L’uso del carbone vegetale come parziale sostituivo dei comuni substrati potrebbe aumentare la
sostenibilità del settore vivaistico, la cui criticità è legata allo sfruttamento delle torbe e dell’acqua
per l’irrigazione.
Conclusione
I numerosi benefici che la letteratura internazionale ci dimostra sull’uso del biochar in agricoltura
che spaziano dagli effetti ammendanti del suolo a quelli fertilizzanti, sono molto incoraggianti e
soprattutto fanno nascere l’idea che realmente il biochar possa rappresentare una soluzione efficace
in grado di coniugare l’agricoltura con il tema dell’energia e della mitigazione ai cambiamenti
climatici. Inoltre i risultati scientifici ci dimostrano come il tempo medio di permanenza del biochar
nel suolo sia dell’ordine delle migliaia di anni, rendendo il biochar, un mezzo efficace per
contribuire alla strategia di sequestrare in modo stabile il carbonio atmosferico, nel suolo. A fianco di
queste evidenze scientifiche, restano però alcuni aspetti che devono essere ancora studiati e
approfonditi per garantire la sicurezza e la sostenibilità dell’utilizzo del biochar per l’agricoltura
mediterranea e in particolare quella italiana. Infatti, se gli effetti positivi per la fertilità sono stati
riscontrati in gran parti degli esperimenti svolti nel mondo, alcuni interrogativi sono tuttora aperti sia
sull’applicabilità sui suoli e alle colture italiane sia per quanto riguarda gli eventuali ripercussioni che
l’utilizzo di questa strategia comporta, quali gli aspetti legati al bioaccumulo o i feedback sul sistema
climatico. Riguardo a quest’ultimo aspetto è noto che l’applicazione di biochar altera profondamente
l’albedo della superficie (rapporto tra radiazione diretta e riflessa) con delle ovvie conseguenze sulla
temperatura del suolo e ripercussioni ancora da valutare sul bilancio radiativo terrestre. A oggi in
Italia la mancanza di prove di lungo termine e su larga scala, impedisce di trarre delle conclusioni
definitive sulla opportunità di implementare la strategia basata sul biochar a scala territoriale. Un
esempio rappresentativo è stato recentemente pubblicato, presentando risultati di due anni di
applicazione di biochar a una coltura di grano duro, dimostrando come non ci sia un effetto additivo
della dose di biochar, anche se l’applicazione aveva incrementato la produzione di grano duro del
30%. La mancanza di prove di lungo termine inoltre impedisce di verificare l’esatta permanenza nel
suolo del biochar e quindi convalidare, anche alle nostre latitudini, l’efficacia del biochar come
opzione di mitigazione dell’aumento della concentrazione atmosferica di CO2.

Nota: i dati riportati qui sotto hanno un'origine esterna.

//! `FluxConn` CLI - Command-line surface for the `FluxConn` connection registry
//!
//! Exposes the host commands over the registry: listing (refresh), adding,
//! editing, deleting (with confirmation), switching, and testing connections.
//! Add/edit/test run through the same message-driven edit workflow the panel
//! surface uses.

use std::io::{self, Write as _};
use std::path::PathBuf;
use std::time::Duration;

use async_trait::async_trait;
use clap::{Parser, Subcommand};
use fluxconn_core::{
    ActiveConnection, ConnectionRecord, ConnectionRegistry, ConnectionStore, ConnectionTester,
    EditForm, EditMessage, EditSession, EditSurface, MessageCommand, MessageOutcome, RecordVersion,
    TestError, TestResult, TreeNotifier, TreeSync,
};
use uuid::Uuid;

/// `FluxConn` command-line interface for managing data-source connections
#[derive(Parser)]
#[command(name = "fluxconn-cli")]
#[command(author, version, about = "FluxConn command-line interface")]
#[command(propagate_version = true)]
pub struct Cli {
    /// Path to the configuration directory
    #[arg(short, long, global = true)]
    pub config: Option<PathBuf>,

    #[command(subcommand)]
    pub command: Commands,
}

/// Available CLI commands
#[derive(Subcommand)]
pub enum Commands {
    /// List all connections
    #[command(about = "List all connections in the registry")]
    List,

    /// Add a new connection
    #[command(about = "Add a new connection and make it active")]
    Add {
        /// Name for the new connection
        #[arg(short, long)]
        name: String,

        /// Endpoint address (host and port); falls back to the configured
        /// default endpoint when this is the first connection
        #[arg(short = 'H', long)]
        host: Option<String>,

        /// Authentication token
        #[arg(short, long, default_value = "")]
        token: String,

        /// Organization identifier
        #[arg(short, long, default_value = "")]
        org: String,

        /// Mark the connection as the legacy record shape
        #[arg(long)]
        legacy: bool,
    },

    /// Edit an existing connection
    #[command(about = "Edit a connection; saving switches the selection to it")]
    Edit {
        /// Connection name or UUID
        target: String,

        /// New name
        #[arg(short, long)]
        name: Option<String>,

        /// New endpoint address
        #[arg(short = 'H', long)]
        host: Option<String>,

        /// New authentication token
        #[arg(short, long)]
        token: Option<String>,

        /// New organization identifier
        #[arg(short, long)]
        org: Option<String>,
    },

    /// Delete a connection
    #[command(about = "Delete a connection")]
    Delete {
        /// Connection name or UUID
        target: String,

        /// Skip the confirmation prompt
        #[arg(short, long)]
        yes: bool,
    },

    /// Switch the active connection
    #[command(about = "Make a connection the active one")]
    Switch {
        /// Connection name or UUID
        target: String,
    },

    /// Test connection connectivity
    #[command(about = "Test connectivity to a connection's endpoint")]
    Test {
        /// Connection name or UUID
        target: String,

        /// Connection timeout in seconds
        #[arg(short = 'T', long, default_value = "10")]
        timeout: u64,
    },
}

#[tokio::main]
async fn main() {
    let cli = Cli::parse();
    if let Err(e) = run(cli).await {
        eprintln!("Error: {e}");
        std::process::exit(1);
    }
}

async fn run(cli: Cli) -> Result<(), Box<dyn std::error::Error>> {
    let store = match cli.config {
        Some(dir) => ConnectionStore::with_config_dir(dir),
        None => ConnectionStore::new()?,
    };
    let settings = store.load_settings()?;
    init_tracing(&settings.log_filter);

    let notifier = TreeNotifier::new();
    let tree = TreeSync::new(notifier.clone());
    let mut registry = ConnectionRegistry::new(store, ActiveConnection::new(), notifier);

    match cli.command {
        Commands::List => cmd_list(&tree, &mut registry),
        Commands::Add {
            name,
            host,
            token,
            org,
            legacy,
        } => cmd_add(&mut registry, &settings.default_endpoint, name, host, token, org, legacy).await,
        Commands::Edit {
            target,
            name,
            host,
            token,
            org,
        } => cmd_edit(&mut registry, &target, name, host, token, org).await,
        Commands::Delete { target, yes } => cmd_delete(&mut registry, &target, yes),
        Commands::Switch { target } => cmd_switch(&mut registry, &target),
        Commands::Test { target, timeout } => cmd_test(&mut registry, &target, timeout).await,
    }
}

fn init_tracing(default_filter: &str) {
    let filter = tracing_subscriber::EnvFilter::try_from_default_env()
        .unwrap_or_else(|_| tracing_subscriber::EnvFilter::new(default_filter));
    tracing_subscriber::fmt()
        .with_env_filter(filter)
        .with_writer(io::stderr)
        .init();
}

/// Edit surface for a terminal session; the form is driven by flags instead
/// of a panel, so opening and closing only leave a trace.
struct HeadlessSurface;

impl EditSurface for HeadlessSurface {
    fn open(&mut self, form: &EditForm) {
        tracing::debug!(name = %form.name, "edit form opened");
    }

    fn close(&mut self) {
        tracing::debug!("edit form closed");
    }
}

/// Reachability probe standing in for the query-engine client
struct TcpTester {
    timeout: Duration,
}

#[async_trait]
impl ConnectionTester for TcpTester {
    async fn test(&self, record: &ConnectionRecord) -> TestResult<()> {
        let endpoint = endpoint_addr(&record.host_and_port);
        match tokio::time::timeout(self.timeout, tokio::net::TcpStream::connect(&endpoint)).await {
            Ok(Ok(_)) => Ok(()),
            Ok(Err(e)) => Err(TestError::Failed(format!("{endpoint}: {e}"))),
            Err(_) => Err(TestError::Failed(format!("{endpoint}: connection timed out"))),
        }
    }
}

/// Normalizes an endpoint string to a `host:port` address
///
/// Strips an `http(s)://` scheme and any path, and appends the default
/// query-engine port when none is given.
fn endpoint_addr(host_and_port: &str) -> String {
    let stripped = host_and_port
        .strip_prefix("https://")
        .or_else(|| host_and_port.strip_prefix("http://"))
        .unwrap_or(host_and_port);
    let stripped = stripped.split('/').next().unwrap_or(stripped);
    if stripped.contains(':') {
        stripped.to_string()
    } else {
        format!("{stripped}:8086")
    }
}

/// Resolves a connection by UUID or unique display name
fn resolve(
    registry: &mut ConnectionRegistry,
    target: &str,
) -> Result<ConnectionRecord, Box<dyn std::error::Error>> {
    if let Ok(id) = Uuid::parse_str(target) {
        if let Some(record) = registry.get(id)? {
            return Ok(record);
        }
        return Err(format!("No connection with ID {id}").into());
    }

    let mut matches: Vec<ConnectionRecord> = registry
        .list()?
        .into_iter()
        .filter(|r| r.name == target)
        .collect();
    match matches.len() {
        0 => Err(format!("No connection named '{target}'").into()),
        1 => Ok(matches.remove(0)),
        n => Err(format!("{n} connections named '{target}'; use the UUID instead").into()),
    }
}

fn cmd_list(
    tree: &TreeSync,
    registry: &mut ConnectionRegistry,
) -> Result<(), Box<dyn std::error::Error>> {
    let nodes = tree.nodes(registry)?;
    if nodes.is_empty() {
        println!("No connections configured.");
        return Ok(());
    }

    println!(
        "{:<1} {:<20} {:<28} {:<12} {:<4} ID",
        "", "NAME", "HOST", "ORG", "VER"
    );
    for node in nodes {
        let record = node.record();
        let version = match record.version {
            RecordVersion::V1 => "v1",
            RecordVersion::V2 => "v2",
        };
        println!(
            "{:<1} {:<20} {:<28} {:<12} {:<4} {}",
            if node.is_active() { "*" } else { "" },
            node.label(),
            record.host_and_port,
            record.org,
            version,
            node.id()
        );
    }
    Ok(())
}

#[allow(clippy::too_many_arguments)]
async fn cmd_add(
    registry: &mut ConnectionRegistry,
    default_endpoint: &Option<String>,
    name: String,
    host: Option<String>,
    token: String,
    org: String,
    legacy: bool,
) -> Result<(), Box<dyn std::error::Error>> {
    let host = match host {
        Some(host) => host,
        None if registry.is_empty()? => default_endpoint
            .clone()
            .ok_or("No --host given and no default endpoint configured")?,
        None => return Err("--host is required".into()),
    };

    if registry.name_in_use(&name, None)? {
        eprintln!("Warning: a connection named '{name}' already exists");
    }

    let mut session =
        EditSession::begin_new(HeadlessSurface, registry, default_endpoint.as_deref())?;
    let message = EditMessage {
        command: MessageCommand::Save,
        conn_id: String::new(),
        conn_version: i64::from(legacy),
        conn_name: name,
        conn_host: host,
        conn_token: token,
        conn_org: org,
    };

    let tester = TcpTester {
        timeout: Duration::from_secs(10),
    };
    match session.handle_message(registry, &tester, message).await? {
        MessageOutcome::Saved(record) => {
            println!("Added connection '{}' ({})", record.name, record.id);
            println!("'{}' is now the active connection", record.name);
            Ok(())
        }
        outcome => Err(format!("Unexpected outcome: {outcome:?}").into()),
    }
}

async fn cmd_edit(
    registry: &mut ConnectionRegistry,
    target: &str,
    name: Option<String>,
    host: Option<String>,
    token: Option<String>,
    org: Option<String>,
) -> Result<(), Box<dyn std::error::Error>> {
    let current = resolve(registry, target)?;

    let new_name = name.unwrap_or_else(|| current.name.clone());
    if new_name != current.name && registry.name_in_use(&new_name, Some(current.id))? {
        eprintln!("Warning: a connection named '{new_name}' already exists");
    }

    let message = EditMessage {
        command: MessageCommand::Save,
        conn_id: current.id.to_string(),
        conn_version: i64::from(current.version == RecordVersion::V1),
        conn_name: new_name,
        conn_host: host.unwrap_or_else(|| current.host_and_port.clone()),
        conn_token: token.unwrap_or_else(|| current.token.clone()),
        conn_org: org.unwrap_or_else(|| current.org.clone()),
    };

    let mut session = EditSession::begin_edit(HeadlessSurface, &current);
    let tester = TcpTester {
        timeout: Duration::from_secs(10),
    };
    match session.handle_message(registry, &tester, message).await? {
        MessageOutcome::Saved(record) => {
            println!("Updated connection '{}' ({})", record.name, record.id);
            println!("'{}' is now the active connection", record.name);
            Ok(())
        }
        outcome => Err(format!("Unexpected outcome: {outcome:?}").into()),
    }
}

fn cmd_delete(
    registry: &mut ConnectionRegistry,
    target: &str,
    yes: bool,
) -> Result<(), Box<dyn std::error::Error>> {
    let record = resolve(registry, target)?;

    if !yes && !confirm(&format!("Delete connection '{}'?", record.name))? {
        println!("Aborted.");
        return Ok(());
    }

    registry.delete(record.id)?;
    println!("Deleted connection '{}'", record.name);
    Ok(())
}

fn cmd_switch(
    registry: &mut ConnectionRegistry,
    target: &str,
) -> Result<(), Box<dyn std::error::Error>> {
    let record = resolve(registry, target)?;
    registry.switch_active(record.id)?;
    println!("'{}' is now the active connection", record.name);
    Ok(())
}

async fn cmd_test(
    registry: &mut ConnectionRegistry,
    target: &str,
    timeout: u64,
) -> Result<(), Box<dyn std::error::Error>> {
    let record = resolve(registry, target)?;

    let mut session = EditSession::begin_edit(HeadlessSurface, &record);
    let message = EditMessage {
        command: MessageCommand::Test,
        conn_id: record.id.to_string(),
        conn_version: i64::from(record.version == RecordVersion::V1),
        conn_name: record.name.clone(),
        conn_host: record.host_and_port.clone(),
        conn_token: record.token.clone(),
        conn_org: record.org.clone(),
    };

    let tester = TcpTester {
        timeout: Duration::from_secs(timeout),
    };
    match session.handle_message(registry, &tester, message).await? {
        MessageOutcome::TestPassed => {
            println!("Success");
            Ok(())
        }
        MessageOutcome::TestFailed(reason) => Err(reason.into()),
        outcome => Err(format!("Unexpected outcome: {outcome:?}").into()),
    }
}

fn confirm(prompt: &str) -> io::Result<bool> {
    print!("{prompt} [y/N]: ");
    io::stdout().flush()?;
    let mut line = String::new();
    io::stdin().read_line(&mut line)?;
    Ok(matches!(line.trim(), "y" | "Y" | "yes"))
}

Con tutte le cautele del caso, rappresentate dalle incertezze della possibile applicazione del biochar
in agricoltura, si ritiene che questo tema sia di indubbio interesse e possa contribuire in modo
sostanziale al riutilizzo delle biomasse di scarto dell’industria agricola, forestale e agroalimentare in
genere. Infatti non è proponibile un approccio del tipo, coltiviamo biomassa da carbonificare per
ottenere biochar, secondo l’approccio dei biofuels, ma potremmo solamente cercare di riutilizzare gli
attuali scarti di biomassa che ad oggi rappresentano un problema da smaltire.Quindi nessun campo
dovrà essere tolto dalla normale finalità agricola e nessuna foresta deve essere abbattuta per produrre
biochar, ma solo riutilizzare i residui. Per questo motivo si auspica che nel quadro normativo del
biochar una voce specifica circa la tracciabilità della biomassa sia esplicita, sia in termini di qualità
della biomassa che deve essere assente di inquinanti, ma anche di distanza percorsa dal luogo di
produzione al luogo di trasformazione in biochar.